Today’s prompt is about taking the high road. The high road means acting with integrity and doing the right thing. This puzzles me somewhat as these are the principles I’ve tried to live by all my life. I didn’t naturally think about lying – something that got me in tremendous trouble whenever my mother wanted to find out what my siblings were up to! I’d just respond. I never made a conscious effort to do the wrong thing either. My high school motto was “Do the Right Thing”, and my very serious 13 year-old self thought that was a fine motto.
However, in my journey, I’ve never felt that doctors took the high road. It seemed they often took the quick and easy road compared to the one I was travelling: the “growing pains” road, the “tests are in the normal range” road, and the “I can’t see it, so I don’t believe you’re experiencing it,” road.
Taking the high road I presume would be forgiving them this behaviour: forgiving and moving on, secure in my truth. The truth is I was never secure in my truth. I didn’t know what was normal. I always seemed at such odds with the world. At times I didn’t know if I was sane or not. I couldn’t see the source of my own pain, so I’d start doubting and denying the reality of even its most crippling expression.
I believe the phrase that best describes this disconnect is cognitive dissonance. It’s much like the oncologist who told me I was fortunate to only have lobular carcinoma in situ, and then go on to strongly recommend a double mastectomy. Be damned if I wasn’t going to be killed by the contradiction itself!

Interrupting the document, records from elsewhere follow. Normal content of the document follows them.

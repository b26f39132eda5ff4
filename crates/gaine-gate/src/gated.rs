//! Transcription client behind the rate gate

use crate::backoff::{Backoff, RetryDecision, RetryState};
use crate::config::GateConfig;
use crate::rate_gate::RateGate;
use gaine_domain::{AudioClip, Transcriber, Transcript, TranscriptionError};
use std::sync::Arc;
use tokio::time::sleep;
use tracing::{debug, info, warn};

/// Wraps a [`Transcriber`] with pacing and throttle-only retries
///
/// Every attempt, first call and retries alike, takes a fresh slot from the
/// shared [`RateGate`]. Only [`TranscriptionError::Throttled`] is retried;
/// any other failure, or running out of retries, yields an empty
/// [`Transcript`].
///
/// # Examples
///
/// ```
/// use gaine_domain::AudioClip;
/// use gaine_gate::{GateConfig, GatedTranscriber, MockTranscriber, RateGate};
/// use std::sync::Arc;
///
/// # #[tokio::main(flavor = "current_thread")]
/// # async fn main() {
/// let config = GateConfig::default();
/// let gate = Arc::new(RateGate::new(config.min_interval()));
/// let transcriber = GatedTranscriber::new(MockTranscriber::new("les stock de gl90"), gate, &config);
///
/// let transcript = transcriber.transcribe(&AudioClip::wav(vec![0; 16])).await;
/// assert_eq!(transcript.text(), "les stock de gl90");
/// # }
/// ```
pub struct GatedTranscriber<T: Transcriber> {
    inner: T,
    gate: Arc<RateGate>,
    backoff: Backoff,
    max_retries: u32,
}

impl<T: Transcriber> GatedTranscriber<T> {
    /// Wrap `inner`, sharing `gate` with every other client of the service
    pub fn new(inner: T, gate: Arc<RateGate>, config: &GateConfig) -> Self {
        Self {
            inner,
            gate,
            backoff: Backoff::from_config(config),
            max_retries: config.max_retries,
        }
    }

    /// Transcribe a clip; empty transcript when the service is unavailable
    pub async fn transcribe(&self, audio: &AudioClip) -> Transcript {
        let mut retry = RetryState::new(self.max_retries);

        loop {
            let slot = self.gate.acquire().await;
            debug!(
                "Transcription attempt {} granted at {:?} ({})",
                retry.retries_used() + 1,
                slot.granted_at(),
                self.inner.model_name()
            );

            match self.inner.transcribe(audio).await {
                Ok(text) => {
                    let transcript = Transcript::new(text);
                    info!("Transcribed {} chars", transcript.text().len());
                    return transcript;
                }
                Err(TranscriptionError::Throttled(message)) => match retry.on_throttle() {
                    RetryDecision::Retry { attempt } => {
                        let delay = self.backoff.delay_with_jitter(attempt);
                        warn!("Transcription throttled ({}), retrying in {:?}", message, delay);
                        sleep(delay).await;
                    }
                    RetryDecision::GiveUp => {
                        warn!(
                            "Transcription still throttled after {} retries, giving up",
                            retry.retries_used()
                        );
                        return Transcript::unavailable();
                    }
                },
                Err(error) => {
                    retry.on_failure();
                    warn!("Transcription failed: {}", error);
                    return Transcript::unavailable();
                }
            }
        }
    }
}
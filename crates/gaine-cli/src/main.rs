//! Gaine CLI - Voice inventory questions to structured queries.

use clap::Parser;
use gaine_cli::commands;
use gaine_cli::{AppConfig, Cli, Command};
use tracing_subscriber::EnvFilter;

#[tokio::main]
async fn main() {
    if let Err(e) = run().await {
        eprintln!("Error: {}", e);
        std::process::exit(1);
    }
}

async fn run() -> gaine_cli::Result<()> {
    // Parse CLI arguments
    let cli = Cli::parse();

    init_tracing(cli.verbose);

    // Load config, then let the environment override it
    let mut config = AppConfig::load(cli.config.as_deref())?;
    config.apply_env();

    match cli.command {
        Command::Extract(args) => commands::execute_extract(args, &config).await?,
        Command::Transcribe(args) => commands::execute_transcribe(args, &config).await?,
        Command::Ask(args) => commands::execute_ask(args, &config).await?,
        Command::Config => commands::execute_config(&config)?,
    }

    Ok(())
}

/// Log to stderr; `RUST_LOG` wins unless `--verbose` is given.
fn init_tracing(verbose: bool) {
    let filter = if verbose {
        EnvFilter::new("debug")
    } else {
        EnvFilter::try_from_default_env().unwrap_or_else(|_| EnvFilter::new("info"))
    };

    tracing_subscriber::fmt()
        .with_writer(std::io::stderr)
        .with_env_filter(filter)
        .init();
}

My problem with talking about a high road is I felt it wasn’t taken by those who were meant to provide health ‘care’. Many examples come to mind. The GP who decided my abdominal pain was all in my head and handed me over to psychiatry. The psychiatrist who decided I wasn’t trying to get better, even though I was physically exhausted by those first years of balancing work, relationships, activities, home and healing. The Sister on the psych ward who goaded me about not having enough time to go to the funerals of all the people who died in her ward. The rheumatologist who told me my diagnosis was wrong and I wasn’t sick because he was too lazy to request my reports from my old doctor. The oncologist who told me I was too young to be sick and tired of feeling sick and tired.

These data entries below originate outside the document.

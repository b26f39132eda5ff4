//! Command implementations.

pub mod ask;
pub mod config;
pub mod extract;
pub mod transcribe;

pub use self::ask::execute_ask;
pub use self::config::execute_config;
pub use self::extract::execute_extract;
pub use self::transcribe::execute_transcribe;

use crate::config::AppConfig;
use crate::error::Result;
use gaine_domain::AudioClip;
use gaine_extractor::Orchestrator;
use gaine_gate::{GatedTranscriber, HttpTranscriber, RateGate};
use gaine_llm::OllamaProvider;
use std::path::Path;
use std::sync::Arc;
use std::time::Duration;
use tracing::info;

/// Build the extraction chain described by the configuration.
pub fn build_orchestrator(config: &AppConfig) -> Result<Orchestrator> {
    if !config.extractor.use_llm {
        return Ok(Orchestrator::new(config.extractor.clone()));
    }

    let provider = OllamaProvider::with_timeout(
        config.llm.endpoint.clone(),
        config.llm.model.clone(),
        Duration::from_secs(config.llm.timeout_secs),
    )?;
    info!("Model strategy enabled ({} at {})", config.llm.model, config.llm.endpoint);
    Ok(Orchestrator::with_model(config.extractor.clone(), provider))
}

/// Build the HTTP transcriber behind `gate`.
pub fn build_transcriber(config: &AppConfig, gate: Arc<RateGate>) -> Result<GatedTranscriber<HttpTranscriber>> {
    let settings = &config.transcription;
    let mut client = HttpTranscriber::new(settings.endpoint.clone(), settings.model.clone())?
        .with_language(settings.language.clone());
    if let Some(key) = &settings.api_key {
        client = client.with_api_key(key.clone());
    }
    Ok(GatedTranscriber::new(client, gate, &config.gate))
}

/// Read an audio file into a clip.
pub fn read_clip(path: &Path, mime: Option<&str>) -> Result<AudioClip> {
    let data = std::fs::read(path)?;
    let mime = mime.map(str::to_string).unwrap_or_else(|| guess_mime(path).to_string());
    Ok(AudioClip::wav(data).with_mime(mime))
}

/// MIME type from the file extension; WAV when unknown.
pub fn guess_mime(path: &Path) -> &'static str {
    let extension = path
        .extension()
        .and_then(|e| e.to_str())
        .map(str::to_lowercase)
        .unwrap_or_default();
    match extension.as_str() {
        "ogg" | "opus" => "audio/ogg",
        "mp3" => "audio/mpeg",
        "flac" => "audio/flac",
        _ => "audio/wav",
    }
}
//! CLI command definitions and argument parsing.

use clap::{Args, Parser, Subcommand};
use std::path::PathBuf;

/// Gaine - Turn spoken French inventory questions into structured queries.
#[derive(Debug, Parser)]
#[command(name = "gaine")]
#[command(version, about, long_about = None)]
pub struct Cli {
    /// Configuration file path
    #[arg(short, long, global = true, env = "GAINE_CONFIG")]
    pub config: Option<PathBuf>,

    /// Debug-level logging
    #[arg(short, long, global = true)]
    pub verbose: bool,

    #[command(subcommand)]
    pub command: Command,
}

/// CLI commands.
#[derive(Debug, Subcommand)]
pub enum Command {
    /// Extract a structured query from a sentence
    Extract(ExtractArgs),

    /// Transcribe an audio file through the rate gate
    Transcribe(TranscribeArgs),

    /// Answer a question given as text or audio
    Ask(AskArgs),

    /// Print the effective configuration
    Config,
}

/// Arguments for the extract command.
#[derive(Debug, Args)]
pub struct ExtractArgs {
    /// Sentence to analyse (words are joined with spaces)
    #[arg(required = true, num_args = 1..)]
    pub text: Vec<String>,
}

impl ExtractArgs {
    /// The sentence as one string.
    pub fn sentence(&self) -> String {
        self.text.join(" ")
    }
}

/// Arguments for the transcribe command.
#[derive(Debug, Args)]
pub struct TranscribeArgs {
    /// Audio file, already 16 kHz mono
    pub file: PathBuf,

    /// MIME type (guessed from the extension by default)
    #[arg(long)]
    pub mime: Option<String>,
}

/// Arguments for the ask command.
#[derive(Debug, Args)]
pub struct AskArgs {
    /// Question as text
    #[arg(short, long, conflicts_with = "audio", required_unless_present = "audio")]
    pub text: Option<String>,

    /// Question as an audio file, already 16 kHz mono
    #[arg(short, long)]
    pub audio: Option<PathBuf>,

    /// MIME type of the audio file
    #[arg(long, requires = "audio")]
    pub mime: Option<String>,

    /// Caller identifier passed to the router
    #[arg(long, default_value = "cli")]
    pub caller: String,
}

#[cfg(test)]
mod tests {
    use super::*;

    #[test]
    fn test_extract_joins_words() {
        let cli = Cli::try_parse_from(["gaine", "extract", "les", "sorties", "de", "gsb11"]).unwrap();
        match cli.command {
            Command::Extract(args) => assert_eq!(args.sentence(), "les sorties de gsb11"),
            other => panic!("unexpected command: {:?}", other),
        }
    }

    #[test]
    fn test_ask_requires_one_input() {
        assert!(Cli::try_parse_from(["gaine", "ask"]).is_err());
        assert!(Cli::try_parse_from(["gaine", "ask", "--text", "x", "--audio", "a.wav"]).is_err());

        let cli = Cli::try_parse_from(["gaine", "ask", "--audio", "a.wav", "--caller", "42"]).unwrap();
        match cli.command {
            Command::Ask(args) => {
                assert_eq!(args.caller, "42");
                assert!(args.text.is_none());
            }
            other => panic!("unexpected command: {:?}", other),
        }
    }

    #[test]
    fn test_global_flags() {
        let cli = Cli::try_parse_from(["gaine", "config", "-v", "--config", "/tmp/g.toml"]).unwrap();
        assert!(cli.verbose);
        assert_eq!(cli.config, Some(PathBuf::from("/tmp/g.toml")));
    }
}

Whenever confronted by these denials of my experience, my first desire was to cry. I’d try to hide those tears: to push down what felt like accusations of deception and laziness and passively absorb it. Sometimes that led to self-harm, as my own distorted way of regaining self-mastery. Most of the time, I managed to fight off the tears until I could get away. I’d escape and swear I’d never go to a doctor again – not until my body betrayed me and I’d have to return.

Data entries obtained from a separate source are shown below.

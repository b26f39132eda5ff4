//! Audio input and transcript output of the transcription boundary

/// Sample rate expected by the transcription service (mono)
pub const TRANSCRIPTION_SAMPLE_RATE: u32 = 16_000;

/// Audio already converted to the transcription format
///
/// Transcoding happens outside this crate; the clip only carries the bytes
/// and enough metadata for the transcription request.
#[derive(Debug, Clone, PartialEq, Eq)]
pub struct AudioClip {
    /// Encoded audio bytes
    pub data: Vec<u8>,

    /// MIME type of `data`, e.g. `audio/wav`
    pub mime: String,

    /// Sample rate in Hz
    pub sample_rate: u32,
}

impl AudioClip {
    /// Create a 16 kHz mono WAV clip
    pub fn wav(data: Vec<u8>) -> Self {
        Self {
            data,
            mime: "audio/wav".to_string(),
            sample_rate: TRANSCRIPTION_SAMPLE_RATE,
        }
    }

    /// Override the MIME type
    pub fn with_mime(mut self, mime: impl Into<String>) -> Self {
        self.mime = mime.into();
        self
    }

    /// Suggested file name for multipart uploads
    pub fn file_name(&self) -> &'static str {
        match self.mime.as_str() {
            "audio/ogg" | "audio/opus" => "audio.ogg",
            "audio/mpeg" | "audio/mp3" => "audio.mp3",
            "audio/flac" => "audio.flac",
            _ => "audio.wav",
        }
    }

    /// Whether the clip carries no audio
    pub fn is_empty(&self) -> bool {
        self.data.is_empty()
    }
}

/// Text produced by the transcription gate
///
/// An empty transcript means "transcription unavailable right now"; it is a
/// normal, recoverable outcome rather than an error.
#[derive(Debug, Clone, PartialEq, Eq, Default)]
pub struct Transcript {
    text: String,
}

impl Transcript {
    /// Wrap transcribed text, trimming surrounding whitespace
    pub fn new(text: impl Into<String>) -> Self {
        Self {
            text: text.into().trim().to_string(),
        }
    }

    /// The unavailable transcript
    pub fn unavailable() -> Self {
        Self::default()
    }

    /// Get the transcript text
    pub fn text(&self) -> &str {
        &self.text
    }

    /// Whether transcription produced nothing
    pub fn is_empty(&self) -> bool {
        self.text.is_empty()
    }
}

#[cfg(test)]
mod tests {
    use super::*;

    #[test]
    fn test_wav_clip_defaults() {
        let clip = AudioClip::wav(vec![1, 2, 3]);
        assert_eq!(clip.sample_rate, TRANSCRIPTION_SAMPLE_RATE);
        assert_eq!(clip.file_name(), "audio.wav");
        assert!(!clip.is_empty());
    }

    #[test]
    fn test_clip_file_name_follows_mime() {
        let clip = AudioClip::wav(Vec::new()).with_mime("audio/ogg");
        assert_eq!(clip.file_name(), "audio.ogg");
        assert!(clip.is_empty());
    }

    #[test]
    fn test_transcript_trims() {
        let transcript = Transcript::new("  les sorties de gsb11 \n");
        assert_eq!(transcript.text(), "les sorties de gsb11");
        assert!(Transcript::new("   ").is_empty());
        assert!(Transcript::unavailable().is_empty());
    }
}
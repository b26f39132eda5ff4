//! Extraction strategies and their identities

use async_trait::async_trait;
use gaine_domain::StructuredQuery;
use serde::Serialize;
use std::fmt;

/// Which strategy produced a query
#[derive(Debug, Clone, Copy, PartialEq, Eq, Hash, Serialize)]
#[serde(rename_all = "lowercase")]
pub enum StrategyKind {
    /// Schema-constrained language model
    Model,
    /// "les <intent> de <gaine> ..." sentence pattern
    Anchor,
    /// Independent keyword/regex lookups
    Fallback,
}

impl StrategyKind {
    /// Get the strategy name as a string
    pub fn as_str(&self) -> &'static str {
        match self {
            StrategyKind::Model => "model",
            StrategyKind::Anchor => "anchor",
            StrategyKind::Fallback => "fallback",
        }
    }
}

impl fmt::Display for StrategyKind {
    fn fmt(&self, f: &mut fmt::Formatter<'_>) -> fmt::Result {
        f.write_str(self.as_str())
    }
}

/// One step of the orchestrator's priority chain
///
/// Returning `None` means "no match, ask the next strategy". Strategies
/// absorb their own failures; nothing here returns an error.
#[async_trait]
pub trait ExtractionStrategy: Send + Sync {
    /// Identity used for logging and in the resolution
    fn kind(&self) -> StrategyKind;

    /// Try to extract a query from `text`
    async fn extract(&self, text: &str) -> Option<StructuredQuery>;
}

I get the feeling we are walking on two different high roads, and the problem is the doctor’s road never crosses the patient’s road. We are trying to communicate across a great divide. I’ve been told many times that the best doctors are often short in the compassion department. I was diagnosed by one of the best rheumatologists on the west coast, but the only way he knew me was by consulting his records. The five minutes spent in his office every year or so wasn’t enough to know me as a person.
The question I pose to both the doctors and me is this: do we want to walk that same high road? Do they want healing for me, or after all these years, do they still believe my pain a sham, despite the evidence gradually yielded up by my body? And perhaps even more, can I find in myself the grace and strength to forgive all those hurts, to trust once again and seek an answer? Like so many times before, can I risk it again for a nebulous promise of help?
If I must have a measure of pain all my days, then perhaps the high road is acceptance. Perhaps then, it wouldn’t bother me that the chasm is so wide. Perhaps then, we could meet and talk.